Your task is to quote the records from their first line through the line containing "let access = Access", with nothing added or left out.

● RECORDED INFORMATION:
● ● ● ● ●
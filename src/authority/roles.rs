//! Role administration.
//!
//! Callers reach these through the restricted-call gate; the functions here
//! only enforce the locked-role rules and write.

use super::AccessManager;
use crate::clock::Delay;
use crate::error::AuthorityError;
use crate::state::{Access, AuthorityEvent, PendingDelay};
use gatehouse_abi::{Address, RoleId};
use tracing::info;

impl AccessManager {
    /// Grant `role` to `account`, or update an existing member's execution delay.
    ///
    /// A new member becomes effective after `grant_delay`. For an existing
    /// member only the execution delay changes, through the pending-update
    /// mechanism with no minimum setback. Returns `true` for a new member.
    pub(crate) fn grant(
        &self,
        role: RoleId,
        account: Address,
        grant_delay: Delay,
        execution_delay: Delay,
    ) -> Result<bool, AuthorityError> {
        if role == RoleId::PUBLIC {
            return Err(AuthorityError::LockedRole(role));
        }
        let now = self.now();
        // `since` is when the grant (or the delay change) takes effect. An
        // existing member keeps its original membership timepoint.
        let (access, since, new_member) = match self.store.roles.access(role, account) {
            None => {
                // Zero is reserved for "not a member", even for a grant at time zero.
                let since = now.saturating_add(u64::from(grant_delay)).max(1);
                let access = Access {
                    since,
                    delay: PendingDelay::fixed(execution_delay),
                };
                (access, since, true)
            }
            Some(existing) => {
                let (delay, effect) = existing.delay.with_update(now, execution_delay, 0);
                (Access { delay, ..existing }, effect, false)
            }
        };
        self.store.roles.set_access(role, account, access);

        info!(
            role = %role,
            account = %account,
            execution_delay,
            since,
            new_member,
            "Role granted"
        );
        self.events.emit(AuthorityEvent::RoleGranted {
            role,
            account,
            delay: execution_delay,
            since,
            new_member,
        });
        Ok(new_member)
    }

    /// Remove `account` from `role`. Returns `false` (and records nothing)
    /// when the account was not a member.
    pub(crate) fn revoke(&self, role: RoleId, account: Address) -> Result<bool, AuthorityError> {
        if role == RoleId::PUBLIC {
            return Err(AuthorityError::LockedRole(role));
        }
        if self.store.roles.remove_access(role, account).is_none() {
            return Ok(false);
        }
        info!(role = %role, account = %account, "Role revoked");
        self.events.emit(AuthorityEvent::RoleRevoked { role, account });
        Ok(true)
    }

    /// Give up `role`. `confirmation` must repeat the caller's address.
    pub(crate) fn renounce(
        &self,
        caller: Address,
        role: RoleId,
        confirmation: Address,
    ) -> Result<bool, AuthorityError> {
        if confirmation != caller {
            return Err(AuthorityError::BadConfirmation);
        }
        self.revoke(role, confirmation)
    }

    pub(crate) fn label_role(&self, role: RoleId, label: String) -> Result<(), AuthorityError> {
        if role.is_reserved() {
            return Err(AuthorityError::LockedRole(role));
        }
        info!(role = %role, label = %label, "Role labelled");
        self.events.emit(AuthorityEvent::RoleLabel { role, label });
        Ok(())
    }

    pub(crate) fn set_role_admin(&self, role: RoleId, admin: RoleId) -> Result<(), AuthorityError> {
        if role.is_reserved() {
            return Err(AuthorityError::LockedRole(role));
        }
        self.store.roles.update_config(role, |cfg| cfg.admin = admin);
        info!(role = %role, admin = %admin, "Role admin changed");
        self.events.emit(AuthorityEvent::RoleAdminChanged { role, admin });
        Ok(())
    }

    pub(crate) fn set_role_guardian(
        &self,
        role: RoleId,
        guardian: RoleId,
    ) -> Result<(), AuthorityError> {
        if role.is_reserved() {
            return Err(AuthorityError::LockedRole(role));
        }
        self.store
            .roles
            .update_config(role, |cfg| cfg.guardian = guardian);
        info!(role = %role, guardian = %guardian, "Role guardian changed");
        self.events
            .emit(AuthorityEvent::RoleGuardianChanged { role, guardian });
        Ok(())
    }

    /// Change the grant delay of `role`, held back by at least `min_setback`.
    pub(crate) fn set_grant_delay(&self, role: RoleId, delay: Delay) -> Result<(), AuthorityError> {
        if role == RoleId::PUBLIC {
            return Err(AuthorityError::LockedRole(role));
        }
        let (now, min_setback) = (self.now(), self.min_setback());
        let since = self.store.roles.update_config(role, |cfg| {
            let (updated, effect) = cfg.grant_delay.with_update(now, delay, min_setback);
            cfg.grant_delay = updated;
            effect
        });
        info!(role = %role, delay, since, "Role grant delay changed");
        self.events
            .emit(AuthorityEvent::RoleGrantDelayChanged { role, delay, since });
        Ok(())
    }
}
● ● ● ● ●
● RESULT BELOW:
filename src/authority/roles.rs
//! Role administration.
//!
//! Callers reach these through the restricted-call gate; the functions here
//! only enforce the locked-role rules and write.

use super::AccessManager;
use crate::clock::Delay;
use crate::error::AuthorityError;
use crate::state::{Access, AuthorityEvent, PendingDelay};
use gatehouse_abi::{Address, RoleId};
use tracing::info;

impl AccessManager {
    /// Grant `role` to `account`, or update an existing member's execution delay.
    ///
    /// A new member becomes effective after `grant_delay`. For an existing
    /// member only the execution delay changes, through the pending-update
    /// mechanism with no minimum setback. Returns `true` for a new member.
    pub(crate) fn grant(
        &self,
        role: RoleId,
        account: Address,
        grant_delay: Delay,
        execution_delay: Delay,
    ) -> Result<bool, AuthorityError> {
        if role == RoleId::PUBLIC {
            return Err(AuthorityError::LockedRole(role));
        }
        let now = self.now();
        // `since` is when the grant (or the delay change) takes effect. An
        // existing member keeps its original membership timepoint.
        let (access, since, new_member) = match self.store.roles.access(role, account) {
            None => {
                // Zero is reserved for "not a member", even for a grant at time zero.
                let since = now.saturating_add(u64::from(grant_delay)).max(1);
                let access = Access {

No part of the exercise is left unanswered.